» **What the task asks**
Copy each line from the entries that the word "ErrorKind" appears in.
┌────────
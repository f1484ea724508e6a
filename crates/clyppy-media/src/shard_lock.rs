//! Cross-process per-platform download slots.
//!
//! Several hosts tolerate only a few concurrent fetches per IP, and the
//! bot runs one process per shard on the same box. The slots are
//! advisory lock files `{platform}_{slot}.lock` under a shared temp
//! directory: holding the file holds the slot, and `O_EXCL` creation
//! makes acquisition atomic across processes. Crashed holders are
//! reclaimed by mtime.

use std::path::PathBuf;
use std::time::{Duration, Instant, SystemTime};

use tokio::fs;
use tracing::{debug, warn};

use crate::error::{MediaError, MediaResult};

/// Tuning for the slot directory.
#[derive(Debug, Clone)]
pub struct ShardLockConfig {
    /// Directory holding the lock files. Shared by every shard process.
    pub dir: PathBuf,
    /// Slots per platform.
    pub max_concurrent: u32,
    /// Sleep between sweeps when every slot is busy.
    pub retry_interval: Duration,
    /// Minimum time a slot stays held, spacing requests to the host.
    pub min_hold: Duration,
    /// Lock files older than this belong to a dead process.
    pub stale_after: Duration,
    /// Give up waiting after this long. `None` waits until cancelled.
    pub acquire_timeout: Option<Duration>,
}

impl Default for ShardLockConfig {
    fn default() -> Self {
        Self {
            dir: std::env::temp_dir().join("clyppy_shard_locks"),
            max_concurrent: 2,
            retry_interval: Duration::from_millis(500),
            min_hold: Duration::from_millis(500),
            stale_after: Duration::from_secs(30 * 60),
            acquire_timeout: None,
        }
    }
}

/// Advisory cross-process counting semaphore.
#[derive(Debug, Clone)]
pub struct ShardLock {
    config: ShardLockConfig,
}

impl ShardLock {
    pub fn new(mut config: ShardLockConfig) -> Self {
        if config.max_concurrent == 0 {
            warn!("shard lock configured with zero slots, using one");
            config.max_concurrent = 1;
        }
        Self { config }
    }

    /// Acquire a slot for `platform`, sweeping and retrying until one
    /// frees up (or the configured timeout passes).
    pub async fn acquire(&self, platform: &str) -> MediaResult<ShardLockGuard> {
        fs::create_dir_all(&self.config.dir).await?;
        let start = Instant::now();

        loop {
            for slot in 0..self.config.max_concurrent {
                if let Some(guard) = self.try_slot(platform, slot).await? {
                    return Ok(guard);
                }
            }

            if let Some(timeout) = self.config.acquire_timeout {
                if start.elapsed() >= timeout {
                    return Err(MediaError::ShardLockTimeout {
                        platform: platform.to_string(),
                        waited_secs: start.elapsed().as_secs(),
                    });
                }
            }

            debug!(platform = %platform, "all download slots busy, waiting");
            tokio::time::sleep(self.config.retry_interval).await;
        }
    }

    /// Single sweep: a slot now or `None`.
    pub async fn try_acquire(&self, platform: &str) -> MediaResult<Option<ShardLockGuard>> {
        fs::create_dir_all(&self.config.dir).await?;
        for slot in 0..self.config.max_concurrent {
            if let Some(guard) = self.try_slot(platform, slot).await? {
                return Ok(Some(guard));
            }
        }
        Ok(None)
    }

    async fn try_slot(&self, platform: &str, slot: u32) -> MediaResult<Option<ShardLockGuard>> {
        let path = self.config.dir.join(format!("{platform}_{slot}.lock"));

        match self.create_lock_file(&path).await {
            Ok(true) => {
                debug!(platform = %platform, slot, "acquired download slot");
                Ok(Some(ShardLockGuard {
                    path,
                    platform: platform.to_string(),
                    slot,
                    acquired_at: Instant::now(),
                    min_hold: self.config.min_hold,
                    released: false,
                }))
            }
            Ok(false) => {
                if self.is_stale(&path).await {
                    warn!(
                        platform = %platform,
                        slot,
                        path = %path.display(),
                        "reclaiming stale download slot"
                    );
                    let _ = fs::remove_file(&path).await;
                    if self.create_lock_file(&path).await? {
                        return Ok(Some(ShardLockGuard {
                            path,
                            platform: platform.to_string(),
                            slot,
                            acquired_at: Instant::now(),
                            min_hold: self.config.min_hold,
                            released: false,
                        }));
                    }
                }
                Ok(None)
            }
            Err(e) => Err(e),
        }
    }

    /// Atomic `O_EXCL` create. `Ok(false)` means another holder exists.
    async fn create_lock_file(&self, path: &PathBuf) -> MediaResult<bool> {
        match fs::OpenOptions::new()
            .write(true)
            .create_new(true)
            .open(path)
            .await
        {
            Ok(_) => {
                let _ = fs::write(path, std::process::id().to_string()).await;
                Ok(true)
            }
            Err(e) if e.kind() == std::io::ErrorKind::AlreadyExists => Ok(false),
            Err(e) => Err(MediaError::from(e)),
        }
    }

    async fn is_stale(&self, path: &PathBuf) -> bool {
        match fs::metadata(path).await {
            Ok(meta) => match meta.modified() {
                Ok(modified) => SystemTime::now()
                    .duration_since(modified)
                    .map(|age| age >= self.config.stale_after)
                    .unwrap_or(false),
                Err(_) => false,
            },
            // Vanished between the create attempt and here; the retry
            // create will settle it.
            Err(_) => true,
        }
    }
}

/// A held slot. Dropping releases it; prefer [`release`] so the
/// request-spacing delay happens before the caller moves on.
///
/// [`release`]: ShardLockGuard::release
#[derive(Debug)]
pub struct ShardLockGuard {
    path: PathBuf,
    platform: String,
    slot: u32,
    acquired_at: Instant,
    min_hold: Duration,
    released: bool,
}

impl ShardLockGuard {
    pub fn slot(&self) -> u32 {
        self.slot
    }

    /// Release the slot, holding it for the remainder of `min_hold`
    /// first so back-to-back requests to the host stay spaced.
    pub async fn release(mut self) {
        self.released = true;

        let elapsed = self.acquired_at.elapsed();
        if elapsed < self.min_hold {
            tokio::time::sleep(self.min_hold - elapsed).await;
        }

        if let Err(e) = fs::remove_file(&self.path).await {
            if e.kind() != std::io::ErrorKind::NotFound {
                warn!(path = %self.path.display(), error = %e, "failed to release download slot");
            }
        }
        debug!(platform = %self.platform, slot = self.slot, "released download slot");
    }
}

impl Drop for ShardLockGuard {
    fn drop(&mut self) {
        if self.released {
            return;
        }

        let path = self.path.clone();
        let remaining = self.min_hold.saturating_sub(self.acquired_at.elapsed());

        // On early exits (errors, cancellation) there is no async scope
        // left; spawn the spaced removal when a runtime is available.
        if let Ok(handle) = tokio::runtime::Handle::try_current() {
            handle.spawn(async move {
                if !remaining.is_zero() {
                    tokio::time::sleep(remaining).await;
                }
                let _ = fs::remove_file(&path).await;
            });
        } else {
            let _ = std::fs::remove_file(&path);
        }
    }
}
└────────
» **Task solution**
            Err(e) if e.kind() == std::io::ErrorKind::AlreadyExists => Ok(false),
            if e.kind() != std::io::ErrorKind::NotFound {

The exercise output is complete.